Coronary heart disease (CHD) remains the leading cause of death in Western countries. In the United States 13.2 million or 4.85% of the population is affected, with 1.2 million new or recurrent attacks and around 500 thousand deaths per year (American Heart Association, Statistics for 2001). The disease is influenced by several well-established risk factors, such as age, sex, blood lipids, blood pressure, smoking, diabetes, and body mass index (BMI) as an indicator of overweight and obesity. The National Cholesterol Education Program (NCEP) Adult Treatment Panel III defines elevated plasma levels of low density lipoprotein (LDL) cholesterol (LDL-C≧160 mg/dL), and low levels of high density lipoprotein (HDL) cholesterol (HDL-C≦40 mg/dL) as independent risk factors for CHD. Many prospective epidemiological studies have indicated that a decreased HDL-C level is a significant independent risk factor for heart disease, while increased HDL-C levels≧60 mg/dL (≧1.55 mmol) have a protective role against CHD.

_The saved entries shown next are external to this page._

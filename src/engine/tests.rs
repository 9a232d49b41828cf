use super::*;
use crate::config::RiskParams;
use crate::signals::SignalKind;

const MINUTE: i64 = 60_000;

fn candle(index: usize, high: f64, low: f64, close: f64) -> Candle {
    CandleBuilder::builder()
        .timestamp_millis(1_700_000_000_000 + index as i64 * MINUTE)
        .open(close)
        .high(high)
        .low(low)
        .close(close)
        .volume(10.0)
        .build()
        .unwrap()
}

fn closes(prices: &[f64]) -> Arc<[Candle]> {
    prices
        .iter()
        .enumerate()
        .map(|(i, &close)| candle(i, close, close, close))
        .collect()
}

// Enters on every step where nothing is open: no signals, threshold 0.
fn always_enter(max_position_size: f64) -> Config {
    Config {
        signals: vec![],
        required_signals: 0,
        initial_balance: 1000.0,
        risk: RiskParams {
            max_position_size,
            ..RiskParams::default()
        },
        ..Config::default()
    }
}

#[test]
fn reject_empty_data() {
    let result = Backtest::new(Arc::from_iter(Vec::<Candle>::new()), Config::default());
    assert!(matches!(result, Err(Error::CandleDataEmpty)));
}

#[test]
fn reject_invalid_config() {
    let config = Config {
        initial_balance: 0.0,
        ..Config::default()
    };
    let result = Backtest::new(closes(&[100.0]), config);
    assert!(matches!(result, Err(Error::InvalidConfiguration(_))));
}

#[test]
fn flat_market_places_nothing() {
    let data = closes(&[100.0; 60]);
    let config = Config {
        required_signals: 5,
        ..Config::default()
    };
    let mut bts = Backtest::new(data, config).unwrap();
    bts.run().unwrap();

    assert_eq!(bts.orders().count(), 0);
    assert_eq!(bts.positions().count(), 0);
    assert_eq!(bts.closed_orders().count(), 0);
    assert!(bts.trades().is_empty());
    assert_eq!(bts.balance(), bts.initial_balance());
}

#[test]
fn insufficient_data_fails_before_any_step() {
    let data = closes(&[100.0; 49]);
    let mut bts = Backtest::new(data, Config::default()).unwrap();

    let result = bts.run();
    assert!(matches!(
        result,
        Err(Error::DataInsufficiency {
            required: 50,
            available: 49
        })
    ));
    assert_eq!(bts.orders().count(), 0);
    assert!(bts.trades().is_empty());
}

#[test]
fn exact_lookback_runs_one_step() {
    // every signal active, threshold 0: the first step places an order
    let config = Config {
        required_signals: 0,
        ..Config::default()
    };
    let data = closes(&[100.0; 50]);
    let mut bts = Backtest::new(data, config).unwrap();
    assert_eq!(bts.signals().lookback(), 50);

    bts.run().unwrap();

    // a single step, on the last candle (index 49)
    assert_eq!(bts.orders().count(), 1);
    let order = bts.orders().next().unwrap();
    assert_eq!(order.id(), 1);
    assert_eq!(order.created_at(), bts.candles().nth(49).unwrap().timestamp());
    assert!(bts.trades().is_empty());
}

#[test]
fn order_fills_on_next_candle() {
    let data = Arc::from_iter(vec![
        candle(0, 100.0, 100.0, 100.0),
        // sharp dip through the limit, closes back at the entry
        candle(1, 101.0, 95.0, 100.0),
        candle(2, 101.5, 100.5, 101.0),
    ]);
    let mut bts = Backtest::new(data, always_enter(0.1)).unwrap();
    bts.run().unwrap();

    assert_eq!(bts.orders().count(), 0);
    assert_eq!(bts.closed_orders().count(), 1);
    let order = bts.closed_orders().next().unwrap();
    assert_eq!(order.id(), 1);
    assert_eq!(order.status(), OrderStatus::Filled);
    assert_eq!(order.created_at(), bts.candles().next().unwrap().timestamp());

    assert_eq!(bts.positions().count(), 1);
    let position = bts.positions().next().unwrap();
    assert_eq!(position.entry_price(), 100.0);
    assert_eq!(position.quantity(), 1.0);
    assert_eq!(position.stop_loss(), 98.0);
    assert_eq!(position.take_profit(), 104.0);
    assert_eq!(position.entry_time(), bts.candles().nth(1).unwrap().timestamp());

    assert_eq!(bts.balance(), 900.0);
    assert!(bts.trades().is_empty());
    assert_eq!(bts.unrealized_pnl(), 1.0);
    assert_eq!(bts.equity(), 1001.0);
}

#[test]
fn open_stake_counts_against_cash_return() {
    let data = Arc::from_iter(vec![
        candle(0, 100.0, 100.0, 100.0),
        candle(1, 101.0, 95.0, 100.0),
        candle(2, 101.5, 100.5, 101.0),
    ]);
    let mut bts = Backtest::new(data, always_enter(0.1)).unwrap();
    bts.run().unwrap();

    // 100 committed to the open position is out of the cash balance
    let metrics = crate::metrics::Metrics::from(&bts);
    assert_eq!(metrics.total_return_pct(), -10.0);
    assert_eq!(bts.equity(), 1001.0);
}

#[test]
fn order_waits_above_the_range() {
    let data = Arc::from_iter(vec![
        candle(0, 100.0, 100.0, 100.0),
        candle(1, 103.0, 101.0, 102.0),
        candle(2, 104.0, 102.0, 103.0),
    ]);
    let mut bts = Backtest::new(data, always_enter(0.1)).unwrap();
    bts.run().unwrap();

    // one pending order, never duplicated
    assert_eq!(bts.orders().count(), 1);
    assert_eq!(bts.closed_orders().count(), 0);
    assert_eq!(bts.positions().count(), 0);
    assert_eq!(bts.balance(), 1000.0);
}

#[test]
fn stop_loss_two_candles_after_entry() {
    let data = closes(&[100.0, 100.0, 99.0, 98.0]);
    let mut bts = Backtest::new(data, always_enter(0.1)).unwrap();
    bts.run().unwrap();

    assert_eq!(bts.trades().len(), 1);
    let trade = bts.trades()[0];
    assert_eq!(trade.reason(), ExitReason::StopLoss);
    assert_eq!(trade.exit_price(), trade.stop_loss());
    assert_eq!(trade.profit(), (trade.stop_loss() - trade.entry_price()) * trade.quantity());
    assert_eq!(trade.profit(), -2.0);
    assert_eq!(trade.entry_time(), bts.candles().nth(1).unwrap().timestamp());
    assert_eq!(trade.exit_time(), bts.candles().nth(3).unwrap().timestamp());
    assert_eq!(trade.balance(), 998.0);

    assert_eq!(bts.balance(), 998.0);
    assert_eq!(bts.positions().count(), 0);
}

#[test]
fn take_profit_closes_at_the_close() {
    let data = closes(&[100.0, 100.0, 102.0, 105.0]);
    let mut bts = Backtest::new(data, always_enter(0.1)).unwrap();
    bts.run().unwrap();

    assert_eq!(bts.trades().len(), 1);
    let trade = bts.trades()[0];
    assert_eq!(trade.reason(), ExitReason::TakeProfit);
    assert_eq!(trade.exit_price(), 105.0);
    assert_eq!(trade.profit(), 5.0);
    assert_eq!(bts.balance(), 1005.0);
}

#[test]
fn vanishing_price_skips_the_entry() {
    let data = closes(&[100.0, 100.0, 100.0, 1e-320, 1e-320]);
    let mut bts = Backtest::new(data, always_enter(0.1)).unwrap();
    bts.run().unwrap();

    // the stop closes the first trade, then no finite quantity can be bought
    assert_eq!(bts.trades().len(), 1);
    assert_eq!(bts.trades()[0].reason(), ExitReason::StopLoss);
    assert_eq!(bts.orders().count(), 0);
    assert_eq!(bts.positions().count(), 0);
    assert_eq!(bts.closed_orders().count(), 1);
}

#[test]
fn empty_balance_blocks_entries() {
    let mut prices = vec![100.0, 100.0, 0.0];
    prices.extend([100.0; 5]);
    let mut bts = Backtest::new(closes(&prices), always_enter(1.0)).unwrap();
    bts.run().unwrap();

    assert_eq!(bts.trades().len(), 1);
    assert_eq!(bts.trades()[0].profit(), -1000.0);
    assert_eq!(bts.balance(), 0.0);
    assert_eq!(bts.orders().count(), 0);
    assert_eq!(bts.closed_orders().count(), 1);
}

#[test]
fn fixed_stake_over_balance_is_voided() {
    let mut config = always_enter(1.0);
    config.risk.sizing = Sizing::Fixed;
    let data = closes(&[100.0, 100.0, 98.0, 100.0, 100.0]);
    let mut bts = Backtest::new(data, config).unwrap();
    bts.run().unwrap();

    assert_eq!(bts.trades().len(), 1);
    assert_eq!(bts.balance(), 980.0);

    let voided = bts.voided_orders().collect::<Vec<_>>();
    assert_eq!(voided.len(), 1);
    assert_eq!(voided[0].id(), 2);
    assert_eq!(voided[0].cost(), 1000.0);
    assert_eq!(bts.positions().count(), 0);
    // a fresh order is placed once the voided one is gone
    assert_eq!(bts.orders().count(), 1);
    assert_eq!(bts.orders().next().unwrap().id(), 3);
}

#[test]
fn compounding_stake_follows_balance() {
    let data = closes(&[100.0, 100.0, 98.0, 100.0, 100.0]);
    let mut bts = Backtest::new(data, always_enter(0.5)).unwrap();
    bts.run().unwrap();

    // 50% of 1000, stopped at -2%, then 50% of 990
    assert_eq!(bts.trades()[0].profit(), -10.0);
    let position = bts.positions().next().unwrap();
    assert_eq!(position.cost(), 495.0);
    assert_eq!(bts.balance(), 495.0);
}

#[test]
fn loop_starts_after_warmup() {
    let config = Config {
        signals: vec![SignalKind::Volume],
        required_signals: 0,
        ..Config::default()
    };
    let data = closes(&[100.0, 101.0, 102.0]);
    let mut bts = Backtest::new(data, config).unwrap();
    bts.run().unwrap();

    // the volume rule needs two candles, so the first step is index 1
    let order = bts.closed_orders().chain(bts.orders()).next().unwrap();
    assert_eq!(order.created_at(), bts.candles().nth(1).unwrap().timestamp());
}

#[test]
fn run_is_idempotent() {
    let prices = (0..200)
        .map(|i| 100.0 + 8.0 * (i as f64 * 0.3).sin())
        .collect::<Vec<_>>();
    let mut bts = Backtest::new(closes(&prices), always_enter(0.2)).unwrap();

    bts.run().unwrap();
    let trades = bts.trades().to_vec();
    let balance = bts.balance();
    assert!(!trades.is_empty());

    bts.run().unwrap();
    assert_eq!(bts.trades(), trades.as_slice());
    assert_eq!(bts.balance(), balance);

    bts.reset();
    assert!(bts.trades().is_empty());
    assert_eq!(bts.balance(), bts.initial_balance());
}

#[test]
fn ledger_is_ordered_and_positions_exclusive() {
    let prices = (0..300)
        .map(|i| 100.0 + 10.0 * (i as f64 * 0.17).sin() + (i as f64 * 0.05))
        .collect::<Vec<_>>();
    let mut bts = Backtest::new(closes(&prices), always_enter(0.3)).unwrap();
    bts.run().unwrap();

    for pair in bts.trades().windows(2) {
        assert!(pair[0].exit_time() <= pair[1].entry_time());
        assert!(pair[0].order_id() < pair[1].order_id());
    }
    for trade in bts.trades() {
        assert!(trade.stop_loss() < trade.entry_price());
        assert!(trade.entry_price() < trade.take_profit());
        assert!(trade.entry_time() <= trade.exit_time());
    }
    assert!(bts.positions().count() <= 1);
    assert!(bts.balance() >= 0.0);
}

Nicotinic acid (Niacin), a vitamin of the B complex, is used for almost 40 years as a lipid-lowering drug with a favorable profile for all lipoprotein classes. Numerous clinical studies have shown the beneficial effects of niacin, demonstrating a reduction of coronary artery disease and overall mortality. Niacin is the most potent agent currently available to raise HDL. It has been proposed that niacin's main mode of action is through inhibition of lipolysis in the adipose tissue having as a result the reduction of free fatty acids (FFA) in plasma and liver and consequently the decreased production of very low density lipoproteins (VLDL), accounting for the reduction of total cholesterol (TC), triglycerides (TGs), and LDL-C. Due to the decreased TG rich lipoproteins levels, less modification of HDL particles occurs upon the action of cholesteryl ester transfer protein (CETP), resulting in a decreased catabolism of HDL. A direct inhibition of lipoprotein AI-HDL (LPAI-HDL) particle uptake by the liver has been also proposed, accounting for the overall HDL raising properties of niacin (Jin et al Arterioscler. Thromb. Vasc. Biol. 1997, 17, 2020-2028).
Niacin also has anti-diabetic, anti-thrombotic and anti-inflammatory properties that contribute to the overall cardioprotective effects. Through a variety of mechanisms niacin reduces thrombosis, such as the reduction of lipoprotein (a) (Lp(a)) which is a potent inhibitor of fibrinolytic activity, and it is the only currently approved drug that effectively reduces the serum levels of Lp(a) (Carlson et al. J. Intern. Med. 1989, 226, 271-6). Inflammation is a critical component of atherosclerosis, leading to recruitment of macrophages which both promote plaque development and decrease plaque stability thus increasing cardiovascular risk. Niacin has been suggested to have anti-inflammatory properties, such as the reduction of C-reactive protein (CRP) levels (Grundy et al. Arch. Intern. Med. 2002, 162, 1568-76). Several prospective studies have established a strong and direct correlation between cardiovascular risk and CRP levels, a measure of vascular inflammation. Extensive use of niacin has been hampered due to side effects, mainly intense cutaneous flushing.
Recently HM74A/HM74, a G-protein coupled receptor (GPCR), was identified as a receptor for niacin and proposed as the mediator of the niacin effects (Wise et al. J. Biol. Chem. 2003, 278 (11) 9869-9874 and Soga et al Biochem Biophys Res Commun 2003 303 (1) 364-369). In support, deletion of the PUMA-G (HM74A orthologue) in mice abrogated the niacin effects on reduction of plasma free fatty acids and triglycerides (Tunaru et al Nature Medicine 2003, (3) 352-255).